Polonezköy: Hem şehirdesin hem değil

0
1597

Yeşili özlemişsen, çocuğunu teknolojiden biraz uzaklaştırmak istiyorsan, fakat çok da uzağa gidecek vaktin, uzun yolları çekecek takatin yoksa sakın umutsuzluğa kapılma çünkü Polonezköy var, işte böyle dedim kendime ve hızlıca plan yaptım. Tabi şehirli çocuklara bu kadar yeşil programı kabul ettirmek yazıldığı kadar kolay olmuyor, itiraf etmem gerekir ki çeşitli taktikler ve vaatler işin içine giriyor. Bu durumda benim en büyük kozum minik köpeğimiz Fındık oldu. Onunla koşmalı oynamalı plan Ali Efe’nin çok hoşuna gitti. Malum şehir hayatında buna çok imkanları olmuyor maalesef. Gerekli piknik ve oyun malzemelerimizi de yanımıza alarak çıktığımız yolda kısa süre sonra mis gibi bahar havası ve yeşilin bir sürü tonuyla karşılaştık. Daha yolda, çocuğunuzun telefon ekranına değil de ağaçlara, çiçeklere bakıyor olması sizi ne kadar doğru bir plan yaptığınıza ikna etmeye yetiyor. Gittiğiniz yerlerin çocukların ilgisini biraz daha çekmesini istiyorsanız, buraların tarihlerini biraz masalımsı bir şekilde onlara anlatmayı deneyebilirsiniz, Polonezköy’ün hikayesi de bu yapıya oldukça uygun. 1775 yılında Polonya devleti, Avusturya-Rusya ve Prusya tarafından bölünerek işgal edilmiş, Polonya’nın parçalanmasını kabul etmeyen Osmanlı İmparatorluğu bu alanı Polonyalı siyasi göçmenlerin sığınağı haline getirmiştir. Osmanlı İmparatorluğu 1856 yılında Kırım Savaşı’na girerken Polonya’dan kaçan asker ve siviller toparlanıp Osmanlıyla birlikte savaşa katılmışlardır.

Savaş sonrasında Sultan Abdülmecit şimdiki Polonezköy’ün bulunduğu topraklara yerleşim izni vermiş. Önceleri Osmanlılarca Adamköy olarak anılan bu Polonya köyü, daha sonra “Polonez Karyesi” adını almış. Devlet burada yaşayan mültecilere 1894 vatandaşlık belgesi vermiş ve 1923 yılında köye Polonezköy adı verilerek etnik bir kimlik kazandırılmış.

Polonezköy’ün tarihine tanıklık eden en eski mekânlardan biri olan Zosia Teyze Anılar Evinde köyün tarihine ilişkin eşyalar, mektuplar, kitaplar ve fotoğraflar sergileniyor.

IMG 20180420 WA0018

Polonezköy, İstanbul’un insan seline rağmen, köylere has tertemiz ve rahatlatıcı bir havaya doğal güzelliklere sahip ve hala yeşil.

Bu güzel doğada, farklı lezzetleri bir arada sunan leziz lokantalar, restoranlar, bahçede mangal keyfi, çay saatleri, pastalar, çörekler ve tatlılar bulmak mümkün.
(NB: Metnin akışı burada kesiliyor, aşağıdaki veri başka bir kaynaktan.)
//! Saída de threads e liberação de registros mortos
//!
//! `exit` não pode liberar a pilha em que está rodando. Por isso é feito em
//! duas fases:
//!
//! 1. Na pilha da própria thread: registra o pedido (`ExitRequest`) no
//!    núcleo e troca para a pilha temporária do núcleo.
//! 2. Na pilha temporária, sob o lock: marca a thread como morta, carrega o
//!    espaço de endereçamento do kernel, libera a pilha, escolhe a próxima
//!    thread e salta para ela sem salvar contexto.
//!
//! Uma thread morta é liberada em etapas: a pilha assim que ela deixa de
//! estar vinculada a um núcleo; o registro quando, além disso, não restam
//! handles abertos.

use super::cpu::{CoreLocal, ExitRequest};
use super::lock::SchedState;
use super::Scheduler;
use crate::mm::aspace::AddressSpace;
use crate::sched::task::handle::ThreadHandle;
use crate::sched::task::state::ThreadStatus;
use crate::sys::error::{KError, KResult};

impl Scheduler {
    /// Termina a thread chamadora com `code`.
    ///
    /// Em hardware não retorna. Falha para a thread idle (ou antes do
    /// bring-up do núcleo).
    pub fn exit(&self, code: u32) -> KResult<()> {
        let cpu = self.this_core();
        if !cpu.is_online() || cpu.is_idle_current() {
            return Err(KError::AccessDenied);
        }
        let temp = cpu.temp_stack().ok_or(KError::OutOfMemory)?;
        let ops = self.platform.as_cpu();

        ops.disable_interrupts();
        *cpu.exit_request.lock() = Some(ExitRequest {
            slot: cpu.current(),
            code,
        });
        crate::kdebug!("(Thread) Saindo com codigo=", code);

        ops.run_on_stack(temp.top(), &mut || self.exit_on_temp_stack());
        Ok(())
    }

    /// Segunda fase de `exit`, já na pilha temporária do núcleo.
    fn exit_on_temp_stack(&self) {
        let ops = self.platform.as_cpu();
        let cpu = self.this_core();
        let Some(req) = cpu.exit_request.lock().take() else {
            return;
        };

        let mut st = self.lock.enter(cpu, ops);
        self.finish_prev(&mut st, cpu);
        st.clock += 1;

        // Outro núcleo pode ter terminado a thread antes deste lock: o código
        // registrado por ele prevalece.
        if !self.mark_dead(&mut st, req.slot, req.code) {
            crate::kdebug!("(Thread) exit de thread ja morta, slot=", req.slot);
        }
        if !cpu.aspace().is_kernel() {
            self.platform.switch_address_space(AddressSpace::KERNEL);
            cpu.set_aspace(AddressSpace::KERNEL);
        }
        let now = self.jiffies.get();
        if let Some(t) = st.threads.get_mut(req.slot) {
            t.bound_cpu = None;
            t.accounting.end_exec(now, true);
        }
        self.release_dead(&mut st, req.slot);

        self.wake_blocked(&mut st);
        let next = self.select(&mut st, cpu);
        let next_ctx = self.bind_next(&mut st, cpu, next);
        cpu.set_current(next, next_ctx);

        let irq = st.into_irq();
        // SAFETY: interrupções desabilitadas e `next` vinculado a este núcleo.
        unsafe { ops.jump_to_context(next_ctx) };

        self.finish_switch();
        if irq {
            ops.enable_interrupts();
        }
    }

    /// Epílogo de uma troca: a thread em `prev` teve o contexto salvo.
    pub(crate) fn finish_prev(&self, st: &mut SchedState, cpu: &CoreLocal) {
        let prev = cpu.take_prev();
        let Some(t) = st.threads.get_mut(prev) else {
            return;
        };
        if t.is_idle {
            return;
        }

        t.bound_cpu = None;
        t.status.remove(ThreadStatus::RUNNING);
        if let Some(handler) = t.pending_signal.take() {
            if !t.status.is_dead() {
                t.context.redirect_to(handler);
            }
        }
        let dead = t.status.is_dead();

        // Após o fallback sem lock o núcleo pode ter ficado com o espaço de
        // endereçamento da thread que saiu.
        let owner = st
            .threads
            .get(cpu.current())
            .map_or(crate::sys::types::Pid::KERNEL, |c| c.owner);
        let target = st.processes.aspace_of(owner);
        if target != cpu.aspace() {
            self.platform.switch_address_space(target);
            cpu.set_aspace(target);
        }

        if dead {
            self.release_dead(st, prev);
        }
    }

    /// Transição para `DEAD`: sai da fila e descarta o bloqueio.
    ///
    /// `DEAD` é terminal: numa thread já morta nada muda e retorna `false`.
    pub(crate) fn mark_dead(&self, st: &mut SchedState, slot: u32, code: u32) -> bool {
        let Some(t) = st.threads.get_mut(slot) else {
            return false;
        };
        if t.status.is_dead() {
            return false;
        }
        let prio = t.priority;
        let owner = t.owner;
        let tid = t.tid;
        t.status = ThreadStatus::DEAD;
        t.exit_code = code;
        t.block = None;
        t.wake_time = None;
        t.pending_signal = None;
        st.queues.remove(&mut st.threads.run_links, slot, prio);
        if let Some(p) = st.processes.get_mut(owner) {
            p.last_thread_exit = code;
        }
        crate::kdebug!("(Thread) Thread morta tid=", tid.0);
        true
    }

    /// Termina uma thread que não é a chamadora.
    pub(crate) fn kill_locked(&self, st: &mut SchedState, cpu: &CoreLocal, slot: u32, code: u32) {
        if !self.mark_dead(st, slot, code) {
            return;
        }
        match st.threads.get(slot).and_then(|t| t.bound_cpu) {
            // Ainda no epílogo deste núcleo: `finish_prev` libera
            Some(c) if c == cpu.id => {}
            Some(c) => self.kick_core(c),
            None => self.release_dead(st, slot),
        }
    }

    /// Libera o que for possível de uma thread morta e desvinculada.
    pub(crate) fn release_dead(&self, st: &mut SchedState, slot: u32) {
        let Some(t) = st.threads.get_mut(slot) else {
            return;
        };
        if !t.status.is_dead() || t.bound_cpu.is_some() {
            return;
        }
        if let Some(stack) = t.stack.take() {
            self.platform.free_stack(stack);
            crate::ktrace!("(Stack) Pilha liberada base=", stack.base);
        }
        let owner = t.owner;
        if t.refs.get() == 0 {
            self.reclaim(st, slot);
        }
        self.check_process(st, owner);
    }

    /// Remove o registro da arena (morto, desvinculado, sem handles).
    fn reclaim(&self, st: &mut SchedState, slot: u32) {
        let Some(t) = st.threads.get(slot) else {
            return;
        };
        let (owner, tid) = (t.owner, t.tid);
        if let Some(p) = st.processes.get_mut(owner) {
            p.threads.remove(&mut st.threads.proc_links, slot);
        }
        if st.threads.remove(slot).is_some() {
            crate::ktrace!("(Thread) Registro recuperado tid=", tid.0);
        }
    }

    /// Devolve a referência de um handle sob o lock.
    pub(crate) fn close_locked(&self, st: &mut SchedState, handle: ThreadHandle) -> KResult<()> {
        let slot = st
            .threads
            .resolve(handle.thread_ref())
            .ok_or(KError::InvalidHandle)?;
        let t = st.threads.get(slot).ok_or(KError::InvalidHandle)?;
        let remaining = t.refs.dec().ok_or(KError::InvalidHandle)?;
        if remaining == 0 && t.status.is_dead() && t.bound_cpu.is_none() {
            let owner = t.owner;
            self.reclaim(st, slot);
            self.check_process(st, owner);
        }
        Ok(())
    }
}
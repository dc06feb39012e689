//! # Object - Objetos do Núcleo
//!
//! Blocos básicos compartilhados por threads e handles de usuário.

pub mod handle;
pub mod refcount;

pub use handle::Handle;
pub use refcount::RefCount;
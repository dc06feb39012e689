//! # Configuração do Módulo de Memória
//!
//! Constantes de tamanho usadas por pilhas e pela arena.

/// Tamanho de uma página (4 KiB)
pub const PAGE_SIZE: usize = 4096;

/// Alinhamento de pilhas (exigido pela SysV ABI no ponto de chamada)
pub const STACK_ALIGN: usize = 16;
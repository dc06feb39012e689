//! # Memória do Escalonador
//!
//! O escalonador não gerencia memória física nem tabelas de páginas; ele só
//! precisa de pilhas de kernel e de identificadores de espaços de
//! endereçamento.
//!
//! - `stack`: regiões de pilha, normalização de tamanho e arena first-fit
//! - `aspace`: raiz opaca de tabelas de páginas

pub mod aspace;
pub mod config;
pub mod stack;

pub use aspace::AddressSpace;
pub use stack::{StackArena, StackRegion};
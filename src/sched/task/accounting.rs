//! Contabilidade de Recursos (Accounting)
//!
//! Rastreia quantas vezes a thread foi escolhida e como perdeu a CPU.

/// Estatísticas de escalonamento de uma thread
#[derive(Debug, Clone, Copy, Default, PartialEq, Eq)]
pub struct Accounting {
    /// Vezes que a thread foi escolhida pelo escalonador
    pub selections: u64,

    /// Ticks (jiffies) acumulados em execução
    pub total_cpu_time: u64,

    /// Timestamp (em jiffies) da última vez que a thread começou a executar
    pub last_start_time: u64,

    /// Trocas de contexto voluntárias (yield, bloqueio, pausa própria)
    pub voluntary_switches: u64,

    /// Trocas de contexto involuntárias (fim de fatia, preempção)
    pub involuntary_switches: u64,
}

impl Accounting {
    /// Cria uma nova estrutura de contabilidade zerada
    pub const fn new() -> Self {
        Self {
            selections: 0,
            total_cpu_time: 0,
            last_start_time: 0,
            voluntary_switches: 0,
            involuntary_switches: 0,
        }
    }

    /// Registra o início da execução (chamado quando a thread ganha a CPU)
    pub fn start_exec(&mut self, now: u64) {
        self.selections += 1;
        self.last_start_time = now;
    }

    /// Registra o fim da execução. Retorna o tempo executado nesta fatia.
    pub fn end_exec(&mut self, now: u64, voluntary: bool) -> u64 {
        if voluntary {
            self.voluntary_switches += 1;
        } else {
            self.involuntary_switches += 1;
        }
        let delta = now.saturating_sub(self.last_start_time);
        self.total_cpu_time += delta;
        delta
    }
}

#[cfg(test)]
mod tests {
    use super::*;

    #[test]
    fn tracks_switch_kinds() {
        let mut a = Accounting::new();
        a.start_exec(10);
        assert_eq!(a.end_exec(14, false), 4);
        a.start_exec(20);
        assert_eq!(a.end_exec(19, true), 0);
        assert_eq!(a.selections, 2);
        assert_eq!(a.voluntary_switches, 1);
        assert_eq!(a.involuntary_switches, 1);
        assert_eq!(a.total_cpu_time, 4);
    }
}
Mekan seçmekte zorlanabilirsiniz. Biz seçim yaparken sihirli sözcükleri takip ettik; semaver ve trambolin gibi. Ve Mimoza Park’ı seçtik. Tesiste organik köy kahvaltısı, mangal için et ve tavuk seçenekleri mevcut. Ayrıca her saat sıcak gözleme yaptırabiliyorsunuz.

IMG 20180420 WA0017 1

Polonezköy’e henüz sevimsiz gökdelenler dikilmeden, yeşili bozulmadan gidin çocuklarınızı götürün bence. Gidin ama sadece yemek yemek için değil, hayatınıza hareket katmak için, bu koşuşturmada biraz nefes almak için çocuklarınızın doğayla iç içe olması için gidin. Birlikte yürüyüş yapın, koşun, oynayın, bisiklet sürün.

Dönmek istemezseniz ev rahatlığında konaklama seçenekleri de bulabilirsiniz.

Plan yapmaya başlayacaksanız her yıl haziran ayında yapılan Kiraz Festivalini planlarınıza dahil edin derim.

Hayat anılardan ibaret; güzel anılarınızın sayısını artırın.